» **Work item**
If a line in the data below contains the word "title", copy it out.

» **Data under study**
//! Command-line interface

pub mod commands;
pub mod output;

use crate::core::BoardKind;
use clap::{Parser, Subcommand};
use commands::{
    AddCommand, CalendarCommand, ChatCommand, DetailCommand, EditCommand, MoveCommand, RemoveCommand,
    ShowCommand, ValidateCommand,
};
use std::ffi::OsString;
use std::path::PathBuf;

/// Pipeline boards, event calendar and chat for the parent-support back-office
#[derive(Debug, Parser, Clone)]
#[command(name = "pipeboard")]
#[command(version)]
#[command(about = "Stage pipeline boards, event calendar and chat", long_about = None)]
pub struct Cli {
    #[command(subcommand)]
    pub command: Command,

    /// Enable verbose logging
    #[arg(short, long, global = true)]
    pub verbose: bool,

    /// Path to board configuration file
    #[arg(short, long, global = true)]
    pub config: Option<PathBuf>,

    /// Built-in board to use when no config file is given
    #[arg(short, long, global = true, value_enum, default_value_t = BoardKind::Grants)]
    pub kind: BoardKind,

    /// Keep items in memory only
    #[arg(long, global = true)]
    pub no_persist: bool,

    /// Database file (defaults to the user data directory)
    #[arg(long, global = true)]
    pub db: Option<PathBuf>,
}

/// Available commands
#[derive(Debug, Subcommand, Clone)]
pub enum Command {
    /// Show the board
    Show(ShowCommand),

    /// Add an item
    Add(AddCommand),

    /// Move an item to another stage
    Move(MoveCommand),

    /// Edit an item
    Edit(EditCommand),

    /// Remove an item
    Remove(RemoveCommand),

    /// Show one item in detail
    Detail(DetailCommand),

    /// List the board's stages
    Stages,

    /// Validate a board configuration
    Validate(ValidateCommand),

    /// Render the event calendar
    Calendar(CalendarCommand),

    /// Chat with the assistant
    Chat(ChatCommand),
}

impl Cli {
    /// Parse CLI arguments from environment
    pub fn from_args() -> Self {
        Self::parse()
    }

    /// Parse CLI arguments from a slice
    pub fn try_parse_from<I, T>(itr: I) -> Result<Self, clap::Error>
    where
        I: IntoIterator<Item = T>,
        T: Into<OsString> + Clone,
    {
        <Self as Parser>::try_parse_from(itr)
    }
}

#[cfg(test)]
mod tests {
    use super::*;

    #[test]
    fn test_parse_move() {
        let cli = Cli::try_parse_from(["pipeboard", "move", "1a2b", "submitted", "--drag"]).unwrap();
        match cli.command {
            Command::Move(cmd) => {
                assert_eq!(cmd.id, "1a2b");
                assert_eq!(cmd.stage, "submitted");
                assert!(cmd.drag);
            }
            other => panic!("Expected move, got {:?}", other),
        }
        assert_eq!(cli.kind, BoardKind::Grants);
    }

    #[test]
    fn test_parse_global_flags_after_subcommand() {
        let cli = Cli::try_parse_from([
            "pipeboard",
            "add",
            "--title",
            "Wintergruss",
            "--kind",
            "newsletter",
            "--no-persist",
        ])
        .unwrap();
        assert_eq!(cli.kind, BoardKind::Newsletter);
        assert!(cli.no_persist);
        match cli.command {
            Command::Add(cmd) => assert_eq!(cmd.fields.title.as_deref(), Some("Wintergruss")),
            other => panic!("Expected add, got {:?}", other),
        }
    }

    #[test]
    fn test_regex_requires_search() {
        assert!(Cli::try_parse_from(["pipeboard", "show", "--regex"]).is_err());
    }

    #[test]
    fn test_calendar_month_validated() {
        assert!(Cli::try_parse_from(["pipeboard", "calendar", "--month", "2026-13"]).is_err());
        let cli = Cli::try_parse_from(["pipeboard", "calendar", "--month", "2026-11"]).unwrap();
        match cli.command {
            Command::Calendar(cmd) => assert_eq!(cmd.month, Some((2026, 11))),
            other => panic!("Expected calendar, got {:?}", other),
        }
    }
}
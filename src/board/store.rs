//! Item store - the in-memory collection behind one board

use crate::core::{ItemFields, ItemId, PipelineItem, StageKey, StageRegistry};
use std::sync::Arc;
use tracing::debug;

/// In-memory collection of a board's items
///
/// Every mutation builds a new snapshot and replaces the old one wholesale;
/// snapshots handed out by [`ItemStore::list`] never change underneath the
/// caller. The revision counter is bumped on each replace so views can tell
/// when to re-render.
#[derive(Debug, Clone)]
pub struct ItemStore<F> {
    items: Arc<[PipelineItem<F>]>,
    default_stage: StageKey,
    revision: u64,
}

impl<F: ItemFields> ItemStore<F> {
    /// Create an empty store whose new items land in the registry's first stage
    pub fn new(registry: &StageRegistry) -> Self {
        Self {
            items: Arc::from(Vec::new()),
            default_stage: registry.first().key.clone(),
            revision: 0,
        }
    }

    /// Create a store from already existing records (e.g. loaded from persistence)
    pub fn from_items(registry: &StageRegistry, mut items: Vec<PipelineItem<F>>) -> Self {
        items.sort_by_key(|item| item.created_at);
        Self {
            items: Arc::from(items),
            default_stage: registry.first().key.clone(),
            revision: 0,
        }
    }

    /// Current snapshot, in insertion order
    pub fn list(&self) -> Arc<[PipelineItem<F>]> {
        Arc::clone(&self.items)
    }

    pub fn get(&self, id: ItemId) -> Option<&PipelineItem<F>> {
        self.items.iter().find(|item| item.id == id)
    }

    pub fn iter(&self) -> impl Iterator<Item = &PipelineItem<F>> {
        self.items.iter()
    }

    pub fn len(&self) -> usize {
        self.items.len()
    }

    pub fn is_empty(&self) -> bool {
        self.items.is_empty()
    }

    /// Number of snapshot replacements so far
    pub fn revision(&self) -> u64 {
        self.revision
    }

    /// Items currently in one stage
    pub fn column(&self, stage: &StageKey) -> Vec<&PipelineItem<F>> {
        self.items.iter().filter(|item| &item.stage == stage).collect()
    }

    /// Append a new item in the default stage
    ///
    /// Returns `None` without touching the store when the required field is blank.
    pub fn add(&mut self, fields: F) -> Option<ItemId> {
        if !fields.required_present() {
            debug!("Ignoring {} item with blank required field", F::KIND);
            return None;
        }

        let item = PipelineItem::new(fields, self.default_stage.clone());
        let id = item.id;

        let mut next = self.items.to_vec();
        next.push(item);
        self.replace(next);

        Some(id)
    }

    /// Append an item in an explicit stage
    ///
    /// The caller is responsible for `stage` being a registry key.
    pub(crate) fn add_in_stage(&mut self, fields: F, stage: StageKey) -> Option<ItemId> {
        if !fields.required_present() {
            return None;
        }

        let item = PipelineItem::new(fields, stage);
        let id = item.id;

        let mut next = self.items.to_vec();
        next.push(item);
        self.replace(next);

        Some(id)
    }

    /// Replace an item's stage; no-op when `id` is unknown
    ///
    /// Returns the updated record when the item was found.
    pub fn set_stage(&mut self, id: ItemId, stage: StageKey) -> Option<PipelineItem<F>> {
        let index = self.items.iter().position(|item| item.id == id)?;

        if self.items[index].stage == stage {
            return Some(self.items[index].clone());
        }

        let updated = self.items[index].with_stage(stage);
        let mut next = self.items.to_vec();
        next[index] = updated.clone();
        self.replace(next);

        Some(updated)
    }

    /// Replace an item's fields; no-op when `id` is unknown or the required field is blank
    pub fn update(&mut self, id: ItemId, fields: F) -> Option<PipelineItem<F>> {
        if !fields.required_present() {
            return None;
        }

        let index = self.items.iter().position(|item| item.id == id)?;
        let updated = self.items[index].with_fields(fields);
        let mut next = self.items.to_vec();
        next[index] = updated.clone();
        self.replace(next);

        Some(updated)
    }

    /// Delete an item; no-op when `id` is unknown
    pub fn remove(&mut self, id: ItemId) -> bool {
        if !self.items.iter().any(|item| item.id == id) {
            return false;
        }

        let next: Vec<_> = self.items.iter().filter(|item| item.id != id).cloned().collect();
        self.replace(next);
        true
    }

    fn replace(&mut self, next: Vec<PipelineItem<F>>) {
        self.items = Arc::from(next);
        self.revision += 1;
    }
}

» **Exercise answer**
            "--title",
            Command::Add(cmd) => assert_eq!(cmd.fields.title.as_deref(), Some("Wintergruss")),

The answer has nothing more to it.